What to do:
Here is a block of records. Copy every line in it that includes "Deserialize".

[Data extracted from a collection]
——

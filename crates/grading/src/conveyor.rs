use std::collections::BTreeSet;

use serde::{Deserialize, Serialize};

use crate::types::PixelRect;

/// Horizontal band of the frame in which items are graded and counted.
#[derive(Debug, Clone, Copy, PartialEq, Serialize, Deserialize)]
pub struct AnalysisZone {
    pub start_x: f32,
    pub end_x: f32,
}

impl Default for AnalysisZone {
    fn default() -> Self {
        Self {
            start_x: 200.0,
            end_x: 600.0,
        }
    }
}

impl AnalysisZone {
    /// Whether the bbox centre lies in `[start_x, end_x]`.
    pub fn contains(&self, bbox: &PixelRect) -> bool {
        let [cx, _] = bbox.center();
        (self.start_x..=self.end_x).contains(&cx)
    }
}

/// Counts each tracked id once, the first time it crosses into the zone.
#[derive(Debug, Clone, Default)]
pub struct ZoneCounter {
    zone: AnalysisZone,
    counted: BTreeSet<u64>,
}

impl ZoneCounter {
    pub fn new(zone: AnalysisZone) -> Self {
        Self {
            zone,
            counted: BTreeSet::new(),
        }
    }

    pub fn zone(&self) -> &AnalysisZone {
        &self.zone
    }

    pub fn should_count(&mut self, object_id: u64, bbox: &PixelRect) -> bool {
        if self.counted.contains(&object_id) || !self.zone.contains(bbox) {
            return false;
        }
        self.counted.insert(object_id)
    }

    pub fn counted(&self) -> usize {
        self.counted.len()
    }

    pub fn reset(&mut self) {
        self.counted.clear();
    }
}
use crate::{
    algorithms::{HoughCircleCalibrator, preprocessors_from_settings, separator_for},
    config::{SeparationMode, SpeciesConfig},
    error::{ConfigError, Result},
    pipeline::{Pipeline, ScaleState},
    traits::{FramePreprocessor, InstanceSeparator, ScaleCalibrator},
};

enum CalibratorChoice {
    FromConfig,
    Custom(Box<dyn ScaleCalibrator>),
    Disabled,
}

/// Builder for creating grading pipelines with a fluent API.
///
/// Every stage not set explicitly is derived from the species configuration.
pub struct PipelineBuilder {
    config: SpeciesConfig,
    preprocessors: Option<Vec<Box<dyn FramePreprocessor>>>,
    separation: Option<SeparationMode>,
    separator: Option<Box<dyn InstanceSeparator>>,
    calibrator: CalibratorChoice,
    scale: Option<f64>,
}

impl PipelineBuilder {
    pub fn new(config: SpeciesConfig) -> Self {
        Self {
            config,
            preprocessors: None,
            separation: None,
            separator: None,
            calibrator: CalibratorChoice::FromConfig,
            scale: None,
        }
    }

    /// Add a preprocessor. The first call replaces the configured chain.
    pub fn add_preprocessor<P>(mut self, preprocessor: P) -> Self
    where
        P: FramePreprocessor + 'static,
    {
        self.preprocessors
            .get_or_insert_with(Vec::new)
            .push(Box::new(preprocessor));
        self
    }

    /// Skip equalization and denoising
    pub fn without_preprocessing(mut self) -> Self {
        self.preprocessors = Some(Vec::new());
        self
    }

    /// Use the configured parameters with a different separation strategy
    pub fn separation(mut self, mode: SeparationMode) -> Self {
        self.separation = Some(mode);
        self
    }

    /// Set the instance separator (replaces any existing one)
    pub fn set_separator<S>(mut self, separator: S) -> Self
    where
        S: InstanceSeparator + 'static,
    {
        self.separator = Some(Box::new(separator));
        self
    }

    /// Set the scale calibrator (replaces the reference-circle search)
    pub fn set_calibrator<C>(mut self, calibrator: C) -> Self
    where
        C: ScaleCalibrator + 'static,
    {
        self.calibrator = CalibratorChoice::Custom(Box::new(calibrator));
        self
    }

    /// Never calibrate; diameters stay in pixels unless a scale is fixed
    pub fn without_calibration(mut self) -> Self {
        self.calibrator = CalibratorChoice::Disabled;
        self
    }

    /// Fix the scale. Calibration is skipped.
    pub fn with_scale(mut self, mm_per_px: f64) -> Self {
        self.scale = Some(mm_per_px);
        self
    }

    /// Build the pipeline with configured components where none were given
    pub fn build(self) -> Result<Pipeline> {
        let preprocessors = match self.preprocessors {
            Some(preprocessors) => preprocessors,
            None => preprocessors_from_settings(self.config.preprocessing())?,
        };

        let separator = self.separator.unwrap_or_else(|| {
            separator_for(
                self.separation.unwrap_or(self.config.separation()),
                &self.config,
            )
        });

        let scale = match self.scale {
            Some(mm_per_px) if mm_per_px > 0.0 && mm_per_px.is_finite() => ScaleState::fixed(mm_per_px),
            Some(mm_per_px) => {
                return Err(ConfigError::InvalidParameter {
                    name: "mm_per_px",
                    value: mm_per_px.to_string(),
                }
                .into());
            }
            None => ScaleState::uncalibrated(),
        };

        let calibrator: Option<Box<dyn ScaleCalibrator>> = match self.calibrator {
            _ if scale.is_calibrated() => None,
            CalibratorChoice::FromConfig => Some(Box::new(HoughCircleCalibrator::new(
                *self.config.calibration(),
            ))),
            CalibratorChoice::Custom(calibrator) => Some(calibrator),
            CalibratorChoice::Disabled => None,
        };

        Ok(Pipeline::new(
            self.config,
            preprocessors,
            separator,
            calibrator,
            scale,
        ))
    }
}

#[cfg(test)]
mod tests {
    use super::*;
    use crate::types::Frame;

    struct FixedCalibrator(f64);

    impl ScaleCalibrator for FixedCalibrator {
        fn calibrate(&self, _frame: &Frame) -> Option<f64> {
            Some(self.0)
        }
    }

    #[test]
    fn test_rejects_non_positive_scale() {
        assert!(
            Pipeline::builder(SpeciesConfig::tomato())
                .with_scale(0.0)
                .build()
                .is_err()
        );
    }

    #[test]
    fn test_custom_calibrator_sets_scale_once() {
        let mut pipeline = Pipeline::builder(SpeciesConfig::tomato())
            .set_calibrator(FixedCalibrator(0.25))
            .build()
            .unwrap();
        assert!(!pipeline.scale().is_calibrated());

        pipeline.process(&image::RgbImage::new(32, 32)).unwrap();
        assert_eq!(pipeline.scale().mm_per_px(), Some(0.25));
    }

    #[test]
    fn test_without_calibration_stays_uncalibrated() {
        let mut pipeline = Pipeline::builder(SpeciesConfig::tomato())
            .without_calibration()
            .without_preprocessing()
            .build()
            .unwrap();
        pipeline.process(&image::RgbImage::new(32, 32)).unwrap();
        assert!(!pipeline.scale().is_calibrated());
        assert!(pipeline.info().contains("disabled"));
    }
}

——

Your solution:
use serde::{Deserialize, Serialize};
#[derive(Debug, Clone, Copy, PartialEq, Serialize, Deserialize)]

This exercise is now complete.